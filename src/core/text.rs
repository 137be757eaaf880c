//! Text normalization for free-form NF-e fields.
//!
//! The transmission layout only admits a restricted character set, so
//! accented text is stored in its accent-stripped form.

use unicode_normalization::UnicodeNormalization;

/// Strip diacritics: NFD decomposition followed by dropping combining marks.
///
/// # Examples
///
/// ```
/// use notafiscal::core::text::remove_accents;
///
/// assert_eq!(remove_accents("São Paulo"), "Sao Paulo");
/// assert_eq!(remove_accents("informações adicionais"), "informacoes adicionais");
/// ```
pub fn remove_accents(text: &str) -> String {
    text.nfd().filter(|c| !is_combining_mark(*c)).collect()
}

fn is_combining_mark(c: char) -> bool {
    // U+0300..U+036F covers every mark produced by decomposing Portuguese
    // orthography (acute, grave, circumflex, tilde, cedilla combining form).
    ('\u{0300}'..='\u{036F}').contains(&c)
}
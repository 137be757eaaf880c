//! Emitter, recipient and pickup/delivery party validation.

use crate::core::constraint::*;
use crate::core::uf::is_known_uf;
use crate::core::{Dest, Emit, Endereco, Entrega, Retirada, ValidationError};

use super::ide::check_ie;
use super::rules::{DEST_RULES, apply_rules};

const CRT: &[&str] = &["1", "2", "3"];
const IND_IE_DEST: &[&str] = &["1", "2", "9"];

/// Validate an address block.
pub fn validate_endereco(endereco: &Endereco, prefix: &str, errors: &mut Vec<ValidationError>) {
    check_text(&endereco.x_lgr, 2, 60, &format!("{prefix}.xLgr"), errors);
    check_text(&endereco.nro, 1, 60, &format!("{prefix}.nro"), errors);
    if let Some(x_cpl) = &endereco.x_cpl {
        check_text(x_cpl, 1, 60, &format!("{prefix}.xCpl"), errors);
    }
    check_text(&endereco.x_bairro, 2, 60, &format!("{prefix}.xBairro"), errors);
    check_digits(&endereco.c_mun, 7, &format!("{prefix}.cMun"), errors);
    if !is_known_uf(&endereco.uf) {
        errors.push(ValidationError::domain(
            format!("{prefix}.UF"),
            format!("UF '{}' desconhecida", endereco.uf),
        ));
    }
    if let Some(cep) = &endereco.cep {
        check_digits(cep, 8, &format!("{prefix}.CEP"), errors);
    }
    check_text(&endereco.fone, 6, 14, &format!("{prefix}.fone"), errors);
}

/// Validate the issuing party.
pub fn validate_emit(emit: &Emit, errors: &mut Vec<ValidationError>) {
    check_cnpj(&emit.cnpj, "emit.CNPJ", errors);
    check_text(&emit.x_nome, 2, 60, "emit.xNome", errors);
    if let Some(x_fant) = &emit.x_fant {
        check_text(x_fant, 1, 60, "emit.xFant", errors);
    }
    validate_endereco(&emit.ender_emit, "emit.enderEmit", errors);
    check_ie(&emit.ie, "emit.IE", errors);
    if let Some(iest) = &emit.iest {
        check_digits_range(iest, 2, 14, "emit.IEST", errors);
    }
    if let Some(conjugada) = &emit.conjugada {
        check_text(&conjugada.im, 1, 15, "emit.IM", errors);
        if let Some(cnae) = &conjugada.cnae {
            check_digits(cnae, 7, "emit.CNAE", errors);
        }
    }
    check_code(&emit.crt, CRT, "emit.CRT", errors);
}

/// Validate the receiving party, including the state-registration rules.
pub fn validate_dest(dest: &Dest, errors: &mut Vec<ValidationError>) {
    if let Some(id) = &dest.cpf_cnpj {
        match id.len() {
            14 => check_cnpj(id, "dest.cpfCnpj", errors),
            11 => check_cpf(id, "dest.cpfCnpj", errors),
            5 | 20 => {} // foreign identifier, free-form at a fixed length
            _ => errors.push(ValidationError::format(
                "dest.cpfCnpj",
                "identificação deve ser CNPJ, CPF ou ID estrangeiro de 5 ou 20 caracteres",
            )),
        }
    }
    check_text(&dest.x_nome, 2, 60, "dest.xNome", errors);
    validate_endereco(&dest.ender_dest, "dest.enderDest", errors);
    check_code(&dest.ind_ie_dest, IND_IE_DEST, "dest.indIEDest", errors);
    if let Some(isuf) = &dest.isuf {
        check_text(isuf, 8, 9, "dest.ISUF", errors);
    }
    if let Some(im) = &dest.im {
        check_text(im, 1, 15, "dest.IM", errors);
    }
    if let Some(email) = &dest.email {
        check_email(email, "dest.email", errors);
    }

    apply_rules(dest, DEST_RULES, "dest", errors);
}

/// Validate the optional pickup party.
pub fn validate_retirada(retirada: &Retirada, errors: &mut Vec<ValidationError>) {
    if let Some(id) = &retirada.cpf_cnpj {
        check_cnpj_or_cpf(id, "retirada.cpfCnpj", errors);
    }
    if let Some(x_nome) = &retirada.x_nome {
        check_text(x_nome, 2, 60, "retirada.xNome", errors);
    }
    validate_endereco(&retirada.endereco, "retirada.endereco", errors);
    if let Some(email) = &retirada.email {
        check_email(email, "retirada.email", errors);
    }
    if let Some(ie) = &retirada.ie {
        check_ie(ie, "retirada.IE", errors);
    }
}

/// Validate the optional delivery party.
pub fn validate_entrega(entrega: &Entrega, errors: &mut Vec<ValidationError>) {
    if let Some(id) = &entrega.cpf_cnpj {
        check_cnpj_or_cpf(id, "entrega.cpfCnpj", errors);
    }
    if let Some(x_nome) = &entrega.x_nome {
        check_text(x_nome, 2, 60, "entrega.xNome", errors);
    }
    validate_endereco(&entrega.endereco, "entrega.endereco", errors);
    if let Some(fone) = &entrega.fone {
        check_text(fone, 6, 14, "entrega.fone", errors);
    }
    if let Some(email) = &entrega.email {
        check_email(email, "entrega.email", errors);
    }
    if let Some(ie) = &entrega.ie {
        check_ie(ie, "entrega.IE", errors);
    }
}

/// Validate the authorized-viewer list (max 10 CNPJ/CPF entries).
pub fn validate_aut_xml(aut_xml: &[String], errors: &mut Vec<ValidationError>) {
    if aut_xml.len() > 10 {
        errors.push(ValidationError::structural(
            "autXML",
            "a lista de autorizados admite no máximo 10 entradas",
        ));
    }
    for (i, id) in aut_xml.iter().enumerate() {
        check_cnpj_or_cpf(id, &format!("autXML[{i}]"), errors);
    }
}

#[cfg(test)]
mod tests {
    use super::*;
    use crate::core::ConstraintKind;

    fn endereco() -> Endereco {
        Endereco {
            x_lgr: "Avenida Paulista".into(),
            nro: "1000".into(),
            x_cpl: None,
            x_bairro: "Bela Vista".into(),
            c_mun: "3550308".into(),
            uf: "SP".into(),
            cep: Some("01310100".into()),
            c_pais: Some(1058),
            fone: "1133334444".into(),
        }
    }

    fn dest() -> Dest {
        Dest {
            cpf_cnpj: Some("11222333000181".into()),
            x_nome: "Comprador Ltda".into(),
            ender_dest: endereco(),
            ind_ie_dest: "1".into(),
            ie: Some("123456789".into()),
            isuf: None,
            im: None,
            email: Some("compras@comprador.com.br".into()),
        }
    }

    #[test]
    fn valid_recipient() {
        let mut errors = Vec::new();
        validate_dest(&dest(), &mut errors);
        assert!(errors.is_empty(), "{errors:?}");
    }

    #[test]
    fn recipient_with_bad_checksum() {
        let mut d = dest();
        d.cpf_cnpj = Some("11222333000180".into());
        let mut errors = Vec::new();
        validate_dest(&d, &mut errors);
        assert_eq!(errors.len(), 1);
        assert_eq!(errors[0].kind, ConstraintKind::Checksum);
    }

    #[test]
    fn foreign_recipient_with_indicator_9() {
        let d = Dest {
            cpf_cnpj: Some("A".repeat(20)),
            ind_ie_dest: "9".into(),
            ie: None,
            ..dest()
        };
        let mut errors = Vec::new();
        validate_dest(&d, &mut errors);
        assert!(errors.is_empty(), "{errors:?}");
    }

    #[test]
    fn foreign_recipient_with_registered_indicator_fails() {
        let d = Dest {
            cpf_cnpj: Some("A".repeat(20)),
            ind_ie_dest: "1".into(),
            ie: None,
            ..dest()
        };
        let mut errors = Vec::new();
        validate_dest(&d, &mut errors);
        assert!(errors.iter().any(|e| {
            e.kind == ConstraintKind::CrossField && e.field == "dest.indIEDest"
        }));
        assert!(
            errors
                .iter()
                .any(|e| e.message == "Para indIEDest='1', IE é obrigatória")
        );
    }

    #[test]
    fn unknown_state_reported() {
        let mut d = dest();
        d.ender_dest.uf = "XX".into();
        let mut errors = Vec::new();
        validate_dest(&d, &mut errors);
        assert!(errors.iter().any(|e| e.field == "dest.enderDest.UF"));
    }

    #[test]
    fn aut_xml_bounds_and_checksums() {
        let mut errors = Vec::new();
        validate_aut_xml(&vec!["11222333000181".to_string(); 11], &mut errors);
        assert!(errors.iter().any(|e| e.field == "autXML"));

        let mut errors = Vec::new();
        validate_aut_xml(&["52998224725".to_string(), "123".to_string()], &mut errors);
        assert_eq!(errors.len(), 1);
        assert_eq!(errors[0].field, "autXML[1]");
    }
}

==========

__Exercise aim__
Pull every line containing "pickup" out of the material and copy it.

__Solution to this problem__
//! Emitter, recipient and pickup/delivery party validation.
/// Validate the optional pickup party.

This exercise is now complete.